Pour faire bref: les obstacles à la création d'un Etat palestinien identifiés au moment des accords d'Oslo (implantation de colonies juives sur le territoire censé́ constituer l'éventuel Etat palestinien, partage de Jérusalem entre les deux Etats, mise en place d'une force garantissant la sécurité des deux Etats....), ces obstacles ont pris 30 ans plus tard des dimensions qui les rendent insurmontables. Les colonies ont quintuplé, Jérusalem-est peuplé majoritairement de juifs et surtout jamais l'insécurité des deux côtés n'a été aussi flagrante : Depuis 2007 Gaza a subi de la part d'Israël plusieurs assauts meurtriers, les Palestiniens de Cisjordanie n'ont cessé d'être persécutés, chassés de leurs terres, emprisonnés, humiliés, tués... Et de son côté, Israël a connu, le 7 octobre dernier une attaque du Hamas et du Jihad islamique d'une ampleur inouïe, aux conséquences encore imprévisibles. Attaque à laquelle Israël répond par des bombardements de la bande de Gaza d'une barbarie sans précédent dans l'histoire de la relation israélo-palestinienne.
De fait, sous couvert d "éradiquer Hamas", Israël vise l'éradication des Palestiniens et de son côté, Hamas, appuyé par l'Iran, proclame depuis sa création sa volonté de détruire Israël. Aujourd’hui, plus que jamais, Juifs israéliens et Palestiniens vivent sous la même menace existentielle. Les événements des trente dernières années (couronnés par l'attaque de Hamas du 7 octobre et les représailles israéliennes en cours) ont enfermé la relation Israël-Palestine dans une situation paradoxale où la "solution des deux Etats" est à la fois une "nécessité et une menace existentielle", selon l'expression de l'intellectuel juif sioniste Yossi Klein-Halevi.

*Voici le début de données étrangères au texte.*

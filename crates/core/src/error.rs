use thiserror::Error;

/// Errors that can occur while loading configuration or executing a run.
#[derive(Debug, Error)]
pub enum PipelineError {
    #[error("config I/O error: {0}")]
    ConfigIo(#[from] std::io::Error),

    #[error("config parse error: {0}")]
    ConfigParse(#[from] toml::de::Error),

    #[error("config error: {0}")]
    Config(String),

    #[error("invalid cron expression: {0}")]
    InvalidCron(String),

    #[error("dependency install failed: {0}")]
    DependencyInstall(String),

    #[error("missing credential: {0}")]
    CredentialMissing(String),

    #[error("script execution failed for source '{script}': {detail}")]
    ScriptExecution { script: String, detail: String },

    #[error("run log error: {0}")]
    RunLog(String),
}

C'est une relation de haine paroxysmique - (haine abyssale a écrit récemment Iddo Netanyahu - frère de Benjamin - tous deux experts en la matière) - qui a largement débordé le cadre régional jusqu’à faire irruption récemment dans l'enceinte du parlement de l'Etat de la Floride où la représentante démocrate Angy Nixon, ayant déclaré́ "nous sommes à 10 000 morts à Gaza, combien en faudra t-il de plus pour que ce soit assez", fut interrompue par sa collègue républicaine Michelle Salzman qui répondit : "les tuer tous".
Que faire ?
La coexistence pacifique entre Juifs israéliens et Palestiniens reste cependant possible après la disparition (politique) des deux générations (israélienne et palestinienne) prises à la gorge l'une de l'autre dans une lutte existentielle. Le rôle de la communauté internationale est de préparer les deux générations qui prendront la relève en leur apprenant à se connaître et à se comprendre pour vivre ensemble. Yossi Klein-Halevi, dans sa "lettre à mon voisin palestinien", écrit: Je t'appelle voisin parce que je ne connais pas ton nom ni quoi que ce soit en ce qui te concerne. Nous sommes, toi et moi, deux intrus dans les rêves l'un de l'autre, voleurs du sens que nous avons du concept de chez soi. Nous sommes les deux incarnations de nos pires cauchemars historiques".
La tâche est urgente, mais comment l'accomplir ? Dans un article que j'ai publié récemment ici, j'ai tenté d'expliquer la bestialité de certains attaquants du 7 octobre par les traumatismes à répétition subis dans leur enfance et adolescence aux mains des israéliens. Les enfants israéliens, témoins des atrocités commises sous leurs yeux lors de l'attaque du 7 octobre ont également été traumatisés. Consciente de la gravité du problème, la "fédération israélienne de secours" a mis en place un programme de jeux pour aider les enfants israéliens à reconstruire leur résilience (Haaretz 8/11/23). Il est urgent que la communauté internationale mette en place et finance un programme analogue au profit des enfants de Gaza. Mais ce n'est pas suffisant. Il faudrait aller plus loin en organisant des camps de vacances au profit de tous les enfants (5 - 15 ans) palestiniens et israéliens dans tous les pays prêts à accueillir de tels camps. L’objet de ces camps serait d’apprendre aux enfants palestiniens et israéliens à se connaître et se parler.
Je n’ai aucune compétence dans le domaine, je me contente de lancer l'idée comme on jette une bouteille à la mer. A ceux qui ont les compétences nécessaires de mettre ces propos (s'ils font sens) en musique.